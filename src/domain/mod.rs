// Domain layer: job models and the ports the pipeline is written against.

pub mod model;
pub mod ports;
use crate::core::csv_writer::DEFAULT_OUTPUT_PATH;
use crate::core::fetch::{DEFAULT_API_ENDPOINT, DEFAULT_SEARCH_TERM};
use crate::core::ConfigProvider;
use crate::utils::error::{EtlError, Result};
use crate::utils::validation::{self, Validate};
use regex::Regex;
use serde::{Deserialize, Serialize};
use std::path::Path;

/// File-based settings. Every key is optional and falls back to the same
/// defaults as the command line.
#[derive(Debug, Clone, Default, Serialize, Deserialize)]
#[serde(default)]
pub struct TomlConfig {
    pub source: SourceConfig,
    pub load: LoadConfig,
}

#[derive(Debug, Clone, Serialize, Deserialize)]
#[serde(default)]
pub struct SourceConfig {
    pub endpoint: String,
    pub search: String,
}

impl Default for SourceConfig {
    fn default() -> Self {
        Self {
            endpoint: DEFAULT_API_ENDPOINT.to_string(),
            search: DEFAULT_SEARCH_TERM.to_string(),
        }
    }
}

#[derive(Debug, Clone, Serialize, Deserialize)]
#[serde(default)]
pub struct LoadConfig {
    pub output_path: String,
    pub create_dirs: bool,
}

impl Default for LoadConfig {
    fn default() -> Self {
        Self {
            output_path: DEFAULT_OUTPUT_PATH.to_string(),
            create_dirs: false,
        }
    }
}

impl TomlConfig {
    /// 從 TOML 檔案載入配置
    pub fn from_file<P: AsRef<Path>>(path: P) -> Result<Self> {
        let content = std::fs::read_to_string(&path)?;
        Self::from_toml_str(&content)
    }

    /// 從 TOML 字串解析配置
    pub fn from_toml_str(content: &str) -> Result<Self> {
        let processed_content = Self::substitute_env_vars(content)?;

        toml::from_str(&processed_content).map_err(|e| EtlError::ConfigError {
            message: format!("TOML parsing error: {}", e),
        })
    }

    /// 替換環境變數 (例如 ${SEARCH_TERM})，未設定的變數保持原樣
    fn substitute_env_vars(content: &str) -> Result<String> {
        let re = Regex::new(r"\$\{([^}]+)\}").map_err(|e| EtlError::ConfigError {
            message: format!("Invalid substitution pattern: {}", e),
        })?;

        let result = re.replace_all(content, |caps: &regex::Captures| {
            let var_name = &caps[1];
            std::env::var(var_name).unwrap_or_else(|_| format!("${{{}}}", var_name))
        });

        Ok(result.to_string())
    }
}

impl ConfigProvider for TomlConfig {
    fn api_endpoint(&self) -> &str {
        &self.source.endpoint
    }

    fn search_term(&self) -> &str {
        &self.source.search
    }

    fn output_path(&self) -> &str {
        &self.load.output_path
    }

    fn create_dirs(&self) -> bool {
        self.load.create_dirs
    }
}

impl Validate for TomlConfig {
    fn validate(&self) -> Result<()> {
        validation::validate_url("source.endpoint", &self.source.endpoint)?;
        validation::validate_non_empty_string("source.search", &self.source.search)?;
        validation::validate_output_file("load.output_path", &self.load.output_path)?;
        Ok(())
    }
}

Work to be completed — Set down exactly the lines of the listing above, from the line holding "fn validate(&self) ->" through its last line, with nothing added.

Reply —
    fn validate(&self) -> Result<()> {
        validation::validate_url("source.endpoint", &self.source.endpoint)?;
        validation::validate_non_empty_string("source.search", &self.source.search)?;
        validation::validate_output_file("load.output_path", &self.load.output_path)?;
        Ok(())
    }
}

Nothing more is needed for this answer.